ABOUT THIS EXERCISE = Only an exact copy of the entries will serve as the answer.

EXERCISE DATA =
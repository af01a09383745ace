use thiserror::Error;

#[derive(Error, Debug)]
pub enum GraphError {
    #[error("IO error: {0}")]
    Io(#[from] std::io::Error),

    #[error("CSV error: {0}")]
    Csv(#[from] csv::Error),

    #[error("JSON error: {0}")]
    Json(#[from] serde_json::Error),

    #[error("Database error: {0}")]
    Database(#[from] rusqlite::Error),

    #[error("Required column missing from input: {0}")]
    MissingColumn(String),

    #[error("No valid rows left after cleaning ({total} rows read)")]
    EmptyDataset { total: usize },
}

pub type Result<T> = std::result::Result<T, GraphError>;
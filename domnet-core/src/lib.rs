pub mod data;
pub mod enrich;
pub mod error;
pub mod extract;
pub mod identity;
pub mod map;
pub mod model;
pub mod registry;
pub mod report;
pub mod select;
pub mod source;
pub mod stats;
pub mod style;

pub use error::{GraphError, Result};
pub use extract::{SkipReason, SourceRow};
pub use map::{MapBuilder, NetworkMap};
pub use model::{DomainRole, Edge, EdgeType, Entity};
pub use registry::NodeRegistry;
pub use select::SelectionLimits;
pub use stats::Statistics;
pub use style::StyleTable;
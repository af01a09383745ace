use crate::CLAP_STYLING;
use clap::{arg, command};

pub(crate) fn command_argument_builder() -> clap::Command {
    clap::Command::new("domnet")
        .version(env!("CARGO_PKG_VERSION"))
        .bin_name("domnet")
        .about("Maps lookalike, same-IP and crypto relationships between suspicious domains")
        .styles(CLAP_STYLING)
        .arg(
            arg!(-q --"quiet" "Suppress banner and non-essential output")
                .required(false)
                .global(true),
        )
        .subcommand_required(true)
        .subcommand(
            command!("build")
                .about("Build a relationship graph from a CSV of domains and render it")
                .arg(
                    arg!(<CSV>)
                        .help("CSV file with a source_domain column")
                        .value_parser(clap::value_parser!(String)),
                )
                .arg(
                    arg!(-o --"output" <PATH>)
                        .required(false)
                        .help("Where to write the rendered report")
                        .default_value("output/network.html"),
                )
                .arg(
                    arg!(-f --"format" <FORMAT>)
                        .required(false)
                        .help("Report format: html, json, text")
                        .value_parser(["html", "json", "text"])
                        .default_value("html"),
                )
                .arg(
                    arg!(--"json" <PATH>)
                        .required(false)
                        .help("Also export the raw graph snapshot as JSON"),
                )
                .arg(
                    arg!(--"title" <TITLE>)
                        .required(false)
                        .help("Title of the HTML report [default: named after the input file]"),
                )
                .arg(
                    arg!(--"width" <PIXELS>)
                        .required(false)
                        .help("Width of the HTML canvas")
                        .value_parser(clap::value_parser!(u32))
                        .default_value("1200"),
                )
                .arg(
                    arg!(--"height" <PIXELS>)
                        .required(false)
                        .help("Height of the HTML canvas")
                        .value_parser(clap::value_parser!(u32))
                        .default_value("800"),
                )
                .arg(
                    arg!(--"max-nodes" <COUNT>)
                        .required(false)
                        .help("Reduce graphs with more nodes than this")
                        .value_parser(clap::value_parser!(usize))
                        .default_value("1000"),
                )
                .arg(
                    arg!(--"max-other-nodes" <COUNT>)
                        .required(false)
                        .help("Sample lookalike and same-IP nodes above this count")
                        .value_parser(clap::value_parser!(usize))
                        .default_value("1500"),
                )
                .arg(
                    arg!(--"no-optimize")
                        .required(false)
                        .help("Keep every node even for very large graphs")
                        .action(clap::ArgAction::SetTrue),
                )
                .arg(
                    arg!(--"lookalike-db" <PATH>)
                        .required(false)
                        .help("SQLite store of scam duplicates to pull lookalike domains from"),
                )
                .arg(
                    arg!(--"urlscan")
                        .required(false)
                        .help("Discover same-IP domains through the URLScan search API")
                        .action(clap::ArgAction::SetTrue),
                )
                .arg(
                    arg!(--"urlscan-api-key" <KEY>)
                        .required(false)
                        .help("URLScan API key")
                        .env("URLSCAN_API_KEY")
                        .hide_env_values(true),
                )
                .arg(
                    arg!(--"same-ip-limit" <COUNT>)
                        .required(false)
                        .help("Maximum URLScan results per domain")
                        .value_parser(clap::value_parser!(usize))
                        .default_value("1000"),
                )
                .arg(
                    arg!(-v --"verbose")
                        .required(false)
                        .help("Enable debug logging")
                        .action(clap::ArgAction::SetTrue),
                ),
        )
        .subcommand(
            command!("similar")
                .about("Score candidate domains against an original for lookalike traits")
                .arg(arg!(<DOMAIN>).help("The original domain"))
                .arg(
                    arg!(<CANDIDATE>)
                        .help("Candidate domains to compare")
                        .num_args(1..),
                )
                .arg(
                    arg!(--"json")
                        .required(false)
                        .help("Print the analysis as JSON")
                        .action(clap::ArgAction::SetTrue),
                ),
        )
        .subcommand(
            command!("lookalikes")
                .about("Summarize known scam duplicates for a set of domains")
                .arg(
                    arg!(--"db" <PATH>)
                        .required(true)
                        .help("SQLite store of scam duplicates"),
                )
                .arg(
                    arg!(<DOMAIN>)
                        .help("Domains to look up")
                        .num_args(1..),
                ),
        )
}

ANSWER FOR THE TASK =
repository af01a09383745ace
use thiserror::Error;

#[derive(Error, Debug)]
pub enum GraphError {
    #[error("IO error: {0}")]
    Io(#[from] std::io::Error),

    #[error("CSV error: {0}")]
    Csv(#[from] csv::Error),

    #[error("JSON error: {0}")]
    Json(#[from] serde_json::Error),

    #[error("Database error: {0}")]
    Database(#[from] rusqlite::Error),

    #[error("Required column missing from input: {0}")]
    MissingColumn(String),

    #[error("No valid rows left after cleaning ({total} rows read)")]
    EmptyDataset { total: usize },
}

pub type Result<T> = std::result::Result<T, GraphError>;
filename domnet-core/src/lib.rs
pub mod data;
pub mod enrich;
pub mod error;
pub mod extract;
pub mod identity;
pub mod map;
pub mod model;
pub mod registry;
pub mod report;
pub mod select;
pub mod source;
pub mod stats;
pub mod style;

pub use error::{GraphError, Result};
pub use extract::{SkipReason, SourceRow};
pub use map::{MapBuilder, NetworkMap};
pub use model::{DomainRole, Edge, EdgeType, Entity};
pub use registry::NodeRegistry;
pub use select::SelectionLimits;
pub use stats::Statistics;
pub use style::StyleTable;
repository af01a09383745ace
use crate::CLAP_STYLING;
use clap::{arg, command};

pub(crate) fn command_argument_builder() -> clap::Command {
    clap::Command::new("domnet")
        .version(env!("CARGO_PKG_VERSION"))
        .bin_name("domnet")
        .about("Maps lookalike, same-IP and crypto relationships between suspicious domains")
        .styles(CLAP_STYLING)
        .arg(
            arg!(-q --"quiet" "Suppress banner and non-essential output")
                .required(false)
                .global(true),
        )
        .subcommand_required(true)
        .subcommand(
            command!("build")
                .about("Build a relationship graph from a CSV of domains and render it")
                .arg(
                    arg!(<CSV>)
                        .help("CSV file with a source_domain column")
                        .value_parser(clap::value_parser!(String)),
                )
                .arg(
                    arg!(-o --"output" <PATH>)
                        .required(false)
                        .help("Where to write the rendered report")
                        .default_value("output/network.html"),
                )
                .arg(
                    arg!(-f --"format" <FORMAT>)
                        .required(false)
                        .help("Report format: html, json, text")
                        .value_parser(["html", "json", "text"])
                        .default_value("html"),
                )
                .arg(
                    arg!(--"json" <PATH>)
                        .required(false)
                        .help("Also export the raw graph snapshot as JSON"),
                )
                .arg(
                    arg!(--"title" <TITLE>)
                        .required(false)
                        .help("Title of the HTML report [default: named after the input file]"),
                )
                .arg(
                    arg!(--"width" <PIXELS>)
                        .required(false)
                        .help("Width of the HTML canvas")
                        .value_parser(clap::value_parser!(u32))
                        .default_value("1200"),
                )
                .arg(
                    arg!(--"height" <PIXELS>)
                        .required(false)
                        .help("Height of the HTML canvas")
                        .value_parser(clap::value_parser!(u32))
                        .default_value("800"),
                )
                .arg(
                    arg!(--"max-nodes" <COUNT>)
                        .required(false)
                        .help("Reduce graphs with more nodes than this")
                        .value_parser(clap::value_parser!(usize))
                        .default_value("1000"),
                )
                .arg(
                    arg!(--"max-other-nodes" <COUNT>)
                        .required(false)
                        .help("Sample lookalike and same-IP nodes above this count")
                        .value_parser(clap::value_parser!(usize))
                        .default_value("1500"),
                )
                .arg(
                    arg!(--"no-optimize")
                        .required(false)
                        .help("Keep every node even for very large graphs")
                        .action(clap::ArgAction::SetTrue),
                )
                .arg(
                    arg!(--"lookalike-db" <PATH>)
                        .required(false)
                        .help("SQLite store of scam duplicates to pull lookalike domains from"),
                )
                .arg(
                    arg!(--"urlscan")
                        .required(false)
                        .help("Discover same-IP domains through the URLScan search API")
                        .action(clap::ArgAction::SetTrue),
                )
                .arg(
                    arg!(--"urlscan-api-key" <KEY>)
                        .required(false)
                        .help("URLScan API key")
                        .env("URLSCAN_API_KEY")
                        .hide_env_values(true),
                )
                .arg(
                    arg!(--"same-ip-limit" <COUNT>)
                        .required(false)
                        .help("Maximum URLScan results per domain")
                        .value_parser(clap::value_parser!(usize))
                        .default_value("1000"),
                )
                .arg(
                    arg!(-v --"verbose")
                        .required(false)
                        .help("Enable debug logging")
                        .action(clap::ArgAction::SetTrue),
                ),
        )
        .subcommand(
            command!("similar")
                .about("Score candidate domains against an original for lookalike traits")
                .arg(arg!(<DOMAIN>).help("The original domain"))
                .arg(
                    arg!(<CANDIDATE>)
                        .help("Candidate domains to compare")
                        .num_args(1..),
                )
                .arg(
                    arg!(--"json")
                        .required(false)
                        .help("Print the analysis as JSON")
                        .action(clap::ArgAction::SetTrue),
                ),
        )
        .subcommand(
            command!("lookalikes")
                .about("Summarize known scam duplicates for a set of domains")
                .arg(
                    arg!(--"db" <PATH>)
                        .required(true)
                        .help("SQLite store of scam duplicates"),
                )
                .arg(
                    arg!(<DOMAIN>)
                        .help("Domains to look up")
                        .num_args(1..),
                ),
        )
}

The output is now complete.